El proyecto de reforma impositiva del oficialismo llegará hoy al Congreso y desde el Gobierno esperan que se apruebe en sesiones extraordinarias a la mayor brevedad, cuando concluyan las negociaciones con diputados y senadores. Se trata de 300 páginas, organizadas por cada uno de los impuestos que se propone modificar y las nuevas reglamentaciones correspondientes.
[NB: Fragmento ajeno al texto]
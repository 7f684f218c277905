//! Core configuration.
//!
//! Stored as a single camelCase JSON file. Every field has a default, so a
//! missing file or a partial file both load cleanly.

use std::collections::HashMap;
use std::fs;
use std::path::{Path, PathBuf};
use std::time::Duration;

use serde::{Deserialize, Serialize};

use crate::engines::EngineKind;
use crate::error::{CoreError, Result};

/// Prompts at or above this many chars go through stdin instead of argv.
pub const DEFAULT_ARG_THRESHOLD_CHARS: usize = 7_500;
pub const DEFAULT_GRACE_PERIOD_MS: u64 = 3_000;
pub const DEFAULT_DEDUP_WINDOW: usize = 64;
pub const DEFAULT_DEDUP_TTL_MS: u64 = 2_000;
pub const DEFAULT_REPLAY_MAX_CHARS: usize = 24_000;

/// Per-engine overrides.
#[derive(Debug, Clone, Default, PartialEq, Eq, Serialize, Deserialize)]
#[serde(rename_all = "camelCase", default)]
pub struct EngineSettings {
    /// Explicit binary location, checked before PATH.
    pub binary_path: Option<PathBuf>,
    pub model: Option<String>,
    /// Appended verbatim after the generated arguments.
    pub extra_args: Vec<String>,
}

/// An external helper integration exposed as a tool.
#[derive(Debug, Clone, PartialEq, Serialize, Deserialize)]
#[serde(rename_all = "camelCase")]
pub struct HelperConfig {
    pub name: String,
    pub command: String,
    #[serde(default)]
    pub args: Vec<String>,
    #[serde(default)]
    pub description: Option<String>,
    /// JSON schema for the helper's arguments.
    #[serde(default)]
    pub schema: Option<serde_json::Value>,
    /// Engines that should call this helper natively (missing = engine default).
    #[serde(default)]
    pub native_support: HashMap<EngineKind, bool>,
}

/// A named sub-agent persona exposed as a tool.
#[derive(Debug, Clone, PartialEq, Eq, Serialize, Deserialize)]
#[serde(rename_all = "camelCase")]
pub struct SubAgentConfig {
    pub name: String,
    #[serde(default)]
    pub description: Option<String>,
    pub system_prompt: String,
}

#[derive(Debug, Clone, PartialEq, Serialize, Deserialize)]
#[serde(rename_all = "camelCase", default)]
pub struct CoreConfig {
    pub engines: HashMap<EngineKind, EngineSettings>,
    /// Replaces the default `$SHELL -l -c` wrapper on Unix.
    pub shell_prefix: Option<String>,
    pub arg_threshold_chars: usize,
    pub grace_period_ms: u64,
    pub dedup_window: usize,
    pub dedup_ttl_ms: u64,
    pub replay_max_chars: usize,
    /// Directory for raw per-session stream logs. No logs when unset.
    pub log_dir: Option<PathBuf>,
    pub helpers: Vec<HelperConfig>,
    pub sub_agents: Vec<SubAgentConfig>,
}

impl Default for CoreConfig {
    fn default() -> Self {
        Self {
            engines: HashMap::new(),
            shell_prefix: None,
            arg_threshold_chars: DEFAULT_ARG_THRESHOLD_CHARS,
            grace_period_ms: DEFAULT_GRACE_PERIOD_MS,
            dedup_window: DEFAULT_DEDUP_WINDOW,
            dedup_ttl_ms: DEFAULT_DEDUP_TTL_MS,
            replay_max_chars: DEFAULT_REPLAY_MAX_CHARS,
            log_dir: None,
            helpers: Vec::new(),
            sub_agents: Vec::new(),
        }
    }
}

impl CoreConfig {
    /// Load from a JSON file. A missing file yields the defaults.
    pub fn load(path: &Path) -> Result<Self> {
        if !path.exists() {
            log::debug!("No config at {}, using defaults", path.display());
            return Ok(Self::default());
        }
        let contents = fs::read_to_string(path)?;
        let config: CoreConfig = serde_json::from_str(&contents)
            .map_err(|e| CoreError::Config(format!("{}: {e}", path.display())))?;
        config.validate()?;
        Ok(config)
    }

    /// Write atomically (temp file + rename).
    pub fn save(&self, path: &Path) -> Result<()> {
        if let Some(dir) = path.parent() {
            fs::create_dir_all(dir)?;
        }
        let temp_path = path.with_extension("json.tmp");
        fs::write(&temp_path, serde_json::to_string_pretty(self)?)?;
        fs::rename(&temp_path, path)?;
        Ok(())
    }

    pub fn validate(&self) -> Result<()> {
        if self.arg_threshold_chars == 0 {
            return Err(CoreError::Config(
                "argThresholdChars must be greater than zero".to_string(),
            ));
        }
        if self.dedup_window == 0 {
            return Err(CoreError::Config(
                "dedupWindow must be greater than zero".to_string(),
            ));
        }
        let mut seen = std::collections::HashSet::new();
        for name in self
            .helpers
            .iter()
            .map(|h| &h.name)
            .chain(self.sub_agents.iter().map(|a| &a.name))
        {
            if !seen.insert(name) {
                return Err(CoreError::Config(format!("duplicate tool name: {name}")));
            }
        }
        Ok(())
    }

    pub fn engine(&self, kind: EngineKind) -> EngineSettings {
        self.engines.get(&kind).cloned().unwrap_or_default()
    }

    pub fn grace_period(&self) -> Duration {
        Duration::from_millis(self.grace_period_ms)
    }

    pub fn dedup_ttl(&self) -> Duration {
        Duration::from_millis(self.dedup_ttl_ms)
    }
}

#[cfg(test)]
mod tests {
    use super::*;
    use tempfile::TempDir;

    #[test]
    fn missing_file_yields_defaults() {
        let dir = TempDir::new().unwrap();
        let config = CoreConfig::load(&dir.path().join("config.json")).unwrap();
        assert_eq!(config, CoreConfig::default());
        assert_eq!(config.arg_threshold_chars, DEFAULT_ARG_THRESHOLD_CHARS);
    }

    #[test]
    fn partial_file_keeps_other_defaults() {
        let dir = TempDir::new().unwrap();
        let path = dir.path().join("config.json");
        fs::write(
            &path,
            r#"{"gracePeriodMs": 500, "engines": {"claude": {"binaryPath": "/opt/claude"}}}"#,
        )
        .unwrap();

        let config = CoreConfig::load(&path).unwrap();
        assert_eq!(config.grace_period(), Duration::from_millis(500));
        assert_eq!(config.dedup_window, DEFAULT_DEDUP_WINDOW);
        assert_eq!(
            config.engine(EngineKind::Claude).binary_path,
            Some(PathBuf::from("/opt/claude"))
        );
        assert_eq!(config.engine(EngineKind::Gemini), EngineSettings::default());
    }

    #[test]
    fn save_then_load() {
        let dir = TempDir::new().unwrap();
        let path = dir.path().join("nested").join("config.json");
        let mut config = CoreConfig::default();
        config.sub_agents.push(SubAgentConfig {
            name: "reviewer".to_string(),
            description: None,
            system_prompt: "Review the diff.".to_string(),
        });
        config.save(&path).unwrap();
        assert!(!path.with_extension("json.tmp").exists());
        assert_eq!(CoreConfig::load(&path).unwrap(), config);
    }

    #[test]
    fn rejects_zero_threshold() {
        let dir = TempDir::new().unwrap();
        let path = dir.path().join("config.json");
        fs::write(&path, r#"{"argThresholdChars": 0}"#).unwrap();
        assert!(matches!(CoreConfig::load(&path), Err(CoreError::Config(_))));
    }

    #[test]
    fn rejects_duplicate_tool_names() {
        let mut config = CoreConfig::default();
        config.sub_agents.push(SubAgentConfig {
            name: "dup".to_string(),
            description: None,
            system_prompt: String::new(),
        });
        config.helpers.push(HelperConfig {
            name: "dup".to_string(),
            command: "true".to_string(),
            args: vec![],
            description: None,
            schema: None,
            native_support: HashMap::new(),
        });
        assert!(config.validate().is_err());
    }
}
Más allá de que la aprobación pueda darse antes del inicio de las sesiones ordinarias de marzo de 2018, la aplicación plena de la norma en cada una de las áreas impositivas puede llevar más de un año. En algunos casos la Administración Federal de Ingresos Públicos (AFIP) se tomará hasta principios de 2019 para reglamentar aspectos de la norma, sobre todo por la compleja transición que implica en casos como el de Ganancias de las empresas y el impuesto al cheque). Por otra parte, los tributos internos y el impuesto a la renta, que requieren menos reglamentación, serían de aplicación casi inmediata.
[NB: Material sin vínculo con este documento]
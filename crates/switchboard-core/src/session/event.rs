//! Outbound per-session events.

use serde::Serialize;

use super::state::{SessionId, SessionStatus};
use crate::conversation::{DiagnosticKind, Turn};
use crate::tools::CallState;

/// Every event carries its session id and a per-session sequence number.
#[derive(Debug, Clone, PartialEq, Serialize)]
#[serde(rename_all = "camelCase")]
pub struct SessionEvent {
    pub session_id: SessionId,
    pub seq: u64,
    #[serde(flatten)]
    pub kind: SessionEventKind,
}

#[derive(Debug, Clone, PartialEq, Serialize)]
#[serde(tag = "kind", rename_all = "camelCase")]
pub enum SessionEventKind {
    TurnAppended {
        turn: Turn,
    },
    #[serde(rename_all = "camelCase")]
    ToolCall {
        invocation_id: String,
        tool_name: String,
        state: CallState,
    },
    Status {
        status: SessionStatus,
    },
    Diagnostic {
        diagnostic: DiagnosticKind,
        detail: String,
    },
    /// Exactly one per engine process.
    Terminated {
        status: SessionStatus,
        reason: Option<String>,
    },
}

impl SessionEventKind {
    pub fn is_terminated(&self) -> bool {
        matches!(self, SessionEventKind::Terminated { .. })
    }
}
Respecto de la presentación del proyecto realizada por el ministro de Hacienda Nicolás Dujovne diez días atrás, el cambio más importante tiene que ver con el impuesto al vino, los espumantes y las cervezas, que contemplaban tasas del 10 al 17% y finalmente fueron eliminados luego de una serie de negociaciones con los gobernadores de las provincias cuyanas, de fuerte producción vitivinícola. El tributo de 17% se mantuvo para las gaseosas, por lo que empresarios del sector y representantes de provincias con grandes centros de producción y embotellamiento de estas bebidas deberán apelar a la discusión parlamentaria para tratar de modificar ese aspecto de la norma. En la misma situación se encuentra Tierra del Fuego, que lucha para que no se concrete la eliminación del impuesto interno a la importación de celulares y artículos de computación porque implicaría un durísimo golpe para una provincia donde buena parte de su economía se basa en la producción electrónica. Otro tema de fuerte debate será el de la Renta Financiera, que propone gravar algunas operaciones bancarias. El gobierno propone un 5% para las operaciones de renta fija en pesos y 15% para las ganancias de las inversiones en dólares, pero el Frente Renovador apoya una presión tributaria aún mayor sobre los bancos.
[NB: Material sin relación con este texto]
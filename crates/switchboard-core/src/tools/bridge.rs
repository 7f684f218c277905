//! Tool registry and the per-call driver.

use std::collections::HashMap;
use std::future::Future;
use std::path::PathBuf;
use std::pin::Pin;
use std::sync::{Arc, RwLock};
use std::time::{Duration, Instant};

use log::{debug, info, warn};
use serde_json::{Map, Value};

use super::adapter::{advance, EngineAdapter, NativeAdapter, SimulatedAdapter};
use super::call::{CallState, ToolCall};
use super::{ExecutionMode, ToolContext, ToolDescriptor, ToolHandler, ToolOutput};
use crate::conversation::{Role, ToolInvocation, ToolResult, Turn, TurnContent};
use crate::engines::EngineKind;
use crate::error::{CoreError, Result};
use crate::session::SessionId;

/// Bridge overhead above this is logged as a warning.
const OVERHEAD_BUDGET: Duration = Duration::from_millis(100);

pub type PromptFuture<'a> = Pin<Box<dyn Future<Output = Result<String>> + Send + 'a>>;

/// The bridge's view of a session.
pub trait SessionPort: Send + Sync {
    fn append_turn(&self, session_id: &SessionId, role: Role, content: TurnContent) -> Result<Turn>;

    /// Record the assistant-side invocation of a call the bridge started.
    fn record_invocation(&self, session_id: &SessionId, invocation: ToolInvocation) -> Result<()>;

    /// Pair a standardized result with its invocation.
    fn record_result(&self, session_id: &SessionId, result: ToolResult) -> Result<()>;

    /// Publish the call's current state on the session's event stream.
    fn publish_call(&self, session_id: &SessionId, call: &ToolCall) -> Result<()>;

    /// Queue text for the engine to see with the next prompt.
    fn inject(&self, session_id: &SessionId, text: &str) -> Result<()>;

    fn project_root(&self, session_id: &SessionId) -> Result<PathBuf>;

    /// Send `prompt` (queued behind a busy run) and resolve with the run's
    /// assistant text once its process exits.
    fn prompt_and_collect<'a>(
        &'a self,
        session_id: &'a SessionId,
        prompt: String,
    ) -> PromptFuture<'a>;
}

struct RegisteredTool {
    descriptor: ToolDescriptor,
    handler: Arc<dyn ToolHandler>,
}

pub struct ToolBridge {
    tools: RwLock<HashMap<String, Arc<RegisteredTool>>>,
    adapters: HashMap<EngineKind, Arc<dyn EngineAdapter>>,
}

impl ToolBridge {
    pub fn new() -> Self {
        let adapters = EngineKind::ALL
            .iter()
            .map(|kind| {
                let adapter: Arc<dyn EngineAdapter> = if kind.capabilities().native_tools {
                    Arc::new(NativeAdapter::new(*kind))
                } else {
                    Arc::new(SimulatedAdapter::new(*kind))
                };
                (*kind, adapter)
            })
            .collect();
        Self {
            tools: RwLock::new(HashMap::new()),
            adapters,
        }
    }

    /// Add or replace a tool. Active sessions see it on their next call.
    pub fn register_tool(&self, descriptor: ToolDescriptor, handler: Arc<dyn ToolHandler>) {
        let name = descriptor.name.clone();
        let replaced = self
            .tools
            .write()
            .unwrap_or_else(|poisoned| poisoned.into_inner())
            .insert(name.clone(), Arc::new(RegisteredTool { descriptor, handler }))
            .is_some();
        if replaced {
            info!("Replaced tool {}", name);
        } else {
            debug!("Registered tool {}", name);
        }
    }

    pub fn descriptor(&self, tool_name: &str) -> Option<ToolDescriptor> {
        self.lookup(tool_name).map(|tool| tool.descriptor.clone())
    }

    pub fn is_registered(&self, tool_name: &str) -> bool {
        self.read_tools().contains_key(tool_name)
    }

    pub fn len(&self) -> usize {
        self.read_tools().len()
    }

    pub fn is_empty(&self) -> bool {
        self.read_tools().is_empty()
    }

    /// Tools usable on `engine`, sorted by name.
    pub fn list_available(&self, engine: EngineKind) -> Vec<ToolDescriptor> {
        let mut registered: Vec<ToolDescriptor> = self
            .read_tools()
            .values()
            .map(|tool| tool.descriptor.clone())
            .collect();
        registered.sort_by(|a, b| a.name.cmp(&b.name));
        self.adapter(engine).list_available(&registered)
    }

    pub fn adapter(&self, engine: EngineKind) -> Arc<dyn EngineAdapter> {
        match self.adapters.get(&engine) {
            Some(adapter) => Arc::clone(adapter),
            None => Arc::new(SimulatedAdapter::new(engine)),
        }
    }

    /// Run `tool_name` for a session and deliver its standardized result.
    pub async fn execute(
        &self,
        tool_name: &str,
        arguments: Map<String, Value>,
        session_id: &SessionId,
        engine_kind: EngineKind,
        port: &dyn SessionPort,
    ) -> Result<ToolResult> {
        let mut call = ToolCall::new(tool_name, arguments);
        self.settle(&mut call, session_id, engine_kind, port).await
    }

    /// Carry out an invocation the engine emitted in its own stream. The
    /// invocation turn is already recorded under the engine's id.
    pub async fn dispatch(
        &self,
        invocation: ToolInvocation,
        session_id: &SessionId,
        engine_kind: EngineKind,
        port: &dyn SessionPort,
    ) -> Result<ToolResult> {
        let mut call = ToolCall::from_engine(invocation);
        self.settle(&mut call, session_id, engine_kind, port).await
    }

    /// Run the call; a recorded invocation whose call fails before delivery
    /// is paired with an error result.
    async fn settle(
        &self,
        call: &mut ToolCall,
        session_id: &SessionId,
        engine_kind: EngineKind,
        port: &dyn SessionPort,
    ) -> Result<ToolResult> {
        let outcome = self.run(call, session_id, engine_kind, port).await;
        if let Err(e) = &outcome {
            let delivered = matches!(call.state, CallState::Standardized | CallState::Delivered);
            if call.recorded && !delivered {
                warn!("{} call {} failed: {}", call.tool_name, call.invocation_id, e);
                port.record_result(
                    session_id,
                    ToolResult {
                        invocation_id: call.invocation_id.clone(),
                        output: e.to_string(),
                        is_error: true,
                    },
                )?;
            }
        }
        outcome
    }

    async fn run(
        &self,
        call: &mut ToolCall,
        session_id: &SessionId,
        engine_kind: EngineKind,
        port: &dyn SessionPort,
    ) -> Result<ToolResult> {
        let tool = self
            .lookup(&call.tool_name)
            .ok_or_else(|| CoreError::ToolNotFound(call.tool_name.clone()))?;
        if !tool.descriptor.is_available_on(engine_kind) {
            return Err(CoreError::ToolUnavailable {
                tool: call.tool_name.clone(),
                engine: engine_kind,
            });
        }
        let ctx = ToolContext {
            session_id: session_id.clone(),
            engine_kind,
            project_root: port.project_root(session_id)?,
        };

        let started = Instant::now();
        port.publish_call(session_id, call)?;
        advance(call, CallState::Dispatched, &ctx, port)?;

        let working = Instant::now();
        let output = tool.handler.invoke(&call.arguments, &ctx).await;
        call.waited += working.elapsed();

        let adapter: Arc<dyn EngineAdapter> = match tool.descriptor.execution_mode(engine_kind) {
            ExecutionMode::Native => self.adapter(engine_kind),
            ExecutionMode::Simulated => Arc::new(SimulatedAdapter::new(engine_kind)),
        };
        debug!(
            "Dispatching {} call {} on {} ({:?})",
            call.tool_name,
            call.invocation_id,
            engine_kind,
            adapter.mode()
        );

        let outcome = self
            .finish_call(adapter.as_ref(), &ctx, &tool.descriptor, call, output, port)
            .await;
        log_overhead(call, started.elapsed());
        outcome
    }

    async fn finish_call(
        &self,
        adapter: &dyn EngineAdapter,
        ctx: &ToolContext,
        descriptor: &ToolDescriptor,
        call: &mut ToolCall,
        output: ToolOutput,
        port: &dyn SessionPort,
    ) -> Result<ToolResult> {
        let result = adapter.execute(ctx, descriptor, call, output, port).await?;
        advance(call, CallState::Standardized, ctx, port)?;
        adapter.deliver(ctx, call, &result, port)?;
        advance(call, CallState::Delivered, ctx, port)?;
        Ok(result)
    }

    fn lookup(&self, tool_name: &str) -> Option<Arc<RegisteredTool>> {
        self.read_tools().get(tool_name).cloned()
    }

    fn read_tools(&self) -> std::sync::RwLockReadGuard<'_, HashMap<String, Arc<RegisteredTool>>> {
        self.tools.read().unwrap_or_else(|poisoned| poisoned.into_inner())
    }
}

impl Default for ToolBridge {
    fn default() -> Self {
        Self::new()
    }
}

fn log_overhead(call: &ToolCall, total: Duration) {
    let overhead = total.saturating_sub(call.waited);
    if overhead > OVERHEAD_BUDGET {
        warn!(
            "Bridge overhead for {} call {} was {}ms",
            call.tool_name,
            call.invocation_id,
            overhead.as_millis()
        );
    } else {
        debug!(
            "Bridge overhead for {} call {}: {}us",
            call.tool_name,
            call.invocation_id,
            overhead.as_micros()
        );
    }
}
Se espera que las sesiones extraordinarias que habilitará la convocatoria del presidente Mauricio Macri también aborden el acuerdo con las provincias, la modificación al cálculo previsional de pago a jubilados y la reforma laboral, algo más condicionada en su dinámica por el nivel de avances que se puedan ir logrando con la Confederación General del Trabajo (CGT). El conjunto de estos proyectos apuntan a reducir el déficit fiscal para llegar en 2018 a 3,2% y a menos de 2,5% en 2019.